(Collected data entries)
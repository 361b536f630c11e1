//! Write-side operations on procedure membership.
//!
//! Every command validates its input, then runs inside a single transaction:
//! load the procedure, mutate its associations, commit. Dropping the future
//! before the commit rolls the transaction back.

use std::collections::BTreeSet;

use sqlx::{Pool, Sqlite};
use tracing::{info, instrument};
use validator::Validate;

use crate::db::{
    delete_procedure_user, delete_procedure_users, existing_user_ids, get_procedure,
    get_procedure_user_ids, get_user, insert_procedure_user,
};
use crate::error::AppError;

/// `userId` sentinel for [`RemoveUserFromProcedure`] that clears every member.
pub const REMOVE_ALL_USERS: i64 = -1;

/// Adds one user to a procedure. Re-adding an existing member is a no-op.
#[derive(Debug, Clone, Validate)]
pub struct AddUserToProcedure {
    #[validate(range(min = 1, message = "Invalid ProcedureId"))]
    pub procedure_id: i64,
    pub user_id: i64,
}

/// Replaces the membership of a procedure with `user_ids`. Ids that do not
/// name an existing user are skipped.
#[derive(Debug, Clone, Validate)]
pub struct SetProcedureUsers {
    #[validate(range(min = 1, message = "Invalid ProcedureId"))]
    pub procedure_id: i64,
    pub user_ids: Vec<i64>,
}

/// Removes one member, or all of them when `user_id` is [`REMOVE_ALL_USERS`].
/// Removing a non-member succeeds.
#[derive(Debug, Clone, Validate)]
pub struct RemoveUserFromProcedure {
    #[validate(range(min = 1, message = "Invalid ProcedureId"))]
    pub procedure_id: i64,
    pub user_id: i64,
}

/// Additions and removals that turn the current membership into the target.
#[derive(Debug, Default, Clone, PartialEq, Eq)]
pub struct MembershipDiff {
    pub added: Vec<i64>,
    pub removed: Vec<i64>,
}

impl MembershipDiff {
    pub fn is_empty(&self) -> bool {
        self.added.is_empty() && self.removed.is_empty()
    }
}

/// Both outputs are sorted and free of duplicates.
pub fn reconcile(current: &[i64], target: &[i64]) -> MembershipDiff {
    let current: BTreeSet<i64> = current.iter().copied().collect();
    let target: BTreeSet<i64> = target.iter().copied().collect();

    MembershipDiff {
        added: target.difference(&current).copied().collect(),
        removed: current.difference(&target).copied().collect(),
    }
}

#[instrument(skip(pool))]
pub async fn add_user_to_procedure(
    pool: &Pool<Sqlite>,
    command: AddUserToProcedure,
) -> Result<(), AppError> {
    command.validate()?;

    let mut tx = pool.begin().await?;

    let procedure = get_procedure(&mut tx, command.procedure_id).await?;
    let user = get_user(&mut tx, command.user_id).await?;

    if insert_procedure_user(&mut tx, procedure.procedure_id, user.user_id).await? {
        info!(
            procedure_id = procedure.procedure_id,
            user_id = user.user_id,
            "Added user to procedure"
        );
    }

    tx.commit().await?;

    Ok(())
}

#[instrument(skip(pool))]
pub async fn set_procedure_users(
    pool: &Pool<Sqlite>,
    command: SetProcedureUsers,
) -> Result<MembershipDiff, AppError> {
    command.validate()?;

    let mut tx = pool.begin().await?;

    let procedure = get_procedure(&mut tx, command.procedure_id).await?;
    let current = get_procedure_user_ids(&mut tx, procedure.procedure_id).await?;
    let target = existing_user_ids(&mut tx, &command.user_ids).await?;

    let diff = reconcile(&current, &target);

    for user_id in &diff.added {
        insert_procedure_user(&mut tx, procedure.procedure_id, *user_id).await?;
        info!(
            procedure_id = procedure.procedure_id,
            user_id = *user_id,
            "Added user to procedure"
        );
    }

    for user_id in &diff.removed {
        delete_procedure_user(&mut tx, procedure.procedure_id, *user_id).await?;
        info!(
            procedure_id = procedure.procedure_id,
            user_id = *user_id,
            "Removed user from procedure"
        );
    }

    tx.commit().await?;

    Ok(diff)
}

#[instrument(skip(pool))]
pub async fn remove_user_from_procedure(
    pool: &Pool<Sqlite>,
    command: RemoveUserFromProcedure,
) -> Result<(), AppError> {
    command.validate()?;

    let mut tx = pool.begin().await?;

    let procedure = get_procedure(&mut tx, command.procedure_id).await?;

    if command.user_id == REMOVE_ALL_USERS {
        let removed = delete_procedure_users(&mut tx, procedure.procedure_id).await?;
        info!(
            procedure_id = procedure.procedure_id,
            removed, "Cleared all users from procedure"
        );
    } else if delete_procedure_user(&mut tx, procedure.procedure_id, command.user_id).await? {
        info!(
            procedure_id = procedure.procedure_id,
            user_id = command.user_id,
            "Removed user from procedure"
        );
    }

    tx.commit().await?;

    Ok(())
}
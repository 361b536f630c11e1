use opentelemetry_semantic_conventions::{attribute::OTEL_STATUS_CODE, trace::ERROR_TYPE};
use rocket::http::Status;
use thiserror::Error;
use tracing::{Span, error, warn};

#[derive(Error, Debug)]
pub enum AppError {
    #[error("Database error: {0}")]
    Database(#[from] sqlx::Error),

    #[error("Not found: {0}")]
    NotFound(String),

    #[error("Validation error: {0}")]
    Validation(String),

    #[error("Internal error: {0}")]
    Internal(String),
}

impl AppError {
    pub fn log_and_record(&self, ctx: &str) {
        let current_span = Span::current();
        let is_valid_span = !current_span.is_none();

        let message = self.to_string();
        let error_kind = match self {
            AppError::Database(err) => {
                error!(error = %message, context = %ctx, db_error = %err, "Database error");
                "database_error"
            }
            AppError::NotFound(msg) => {
                warn!(message = %msg, context = %ctx, "Not found error");
                "not_found_error"
            }
            AppError::Validation(msg) => {
                warn!(message = %msg, context = %ctx, "Validation error");
                "validation_error"
            }
            AppError::Internal(msg) => {
                error!(message = %msg, context = %ctx, "Internal server error");
                "internal_error"
            }
        };

        if is_valid_span {
            current_span.record("error", tracing::field::display(true));
            current_span.record(ERROR_TYPE, tracing::field::display(error_kind));
            current_span.record("error.message", tracing::field::display(&message));

            if self.is_unexpected() {
                current_span.record(OTEL_STATUS_CODE, tracing::field::display("ERROR"));
            }
        }
    }

    /// Failures the caller could not have prevented with a different request.
    pub fn is_unexpected(&self) -> bool {
        matches!(self, AppError::Database(_) | AppError::Internal(_))
    }

    pub fn status_code(&self) -> Status {
        match self {
            AppError::Database(_) => Status::InternalServerError,
            AppError::NotFound(_) => Status::NotFound,
            AppError::Validation(_) => Status::BadRequest,
            AppError::Internal(_) => Status::InternalServerError,
        }
    }

    pub fn to_status_with_log(&self, context: &str) -> Status {
        self.log_and_record(context);
        self.status_code()
    }
}

// The body never carries the error message; details only go to the log.
impl<'r> rocket::response::Responder<'r, 'static> for AppError {
    fn respond_to(self, req: &'r rocket::Request<'_>) -> rocket::response::Result<'static> {
        self.to_status_with_log(&format!("Request to {} {}", req.method(), req.uri()))
            .respond_to(req)
    }
}

impl From<sqlx::migrate::MigrateError> for AppError {
    fn from(error: sqlx::migrate::MigrateError) -> Self {
        AppError::Internal(format!("Migration error: {}", error))
    }
}

impl From<validator::ValidationErrors> for AppError {
    fn from(errors: validator::ValidationErrors) -> Self {
        AppError::Validation(errors.to_string())
    }
}

impl From<AppError> for Status {
    fn from(err: AppError) -> Self {
        err.to_status_with_log("Error conversion into Status")
    }
}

## WHAT TO DO
Read the lines above. Gather those in which the string "AddUserToProcedure" is found.

## OUTPUT OF THE EXERCISE
pub struct AddUserToProcedure {
    command: AddUserToProcedure,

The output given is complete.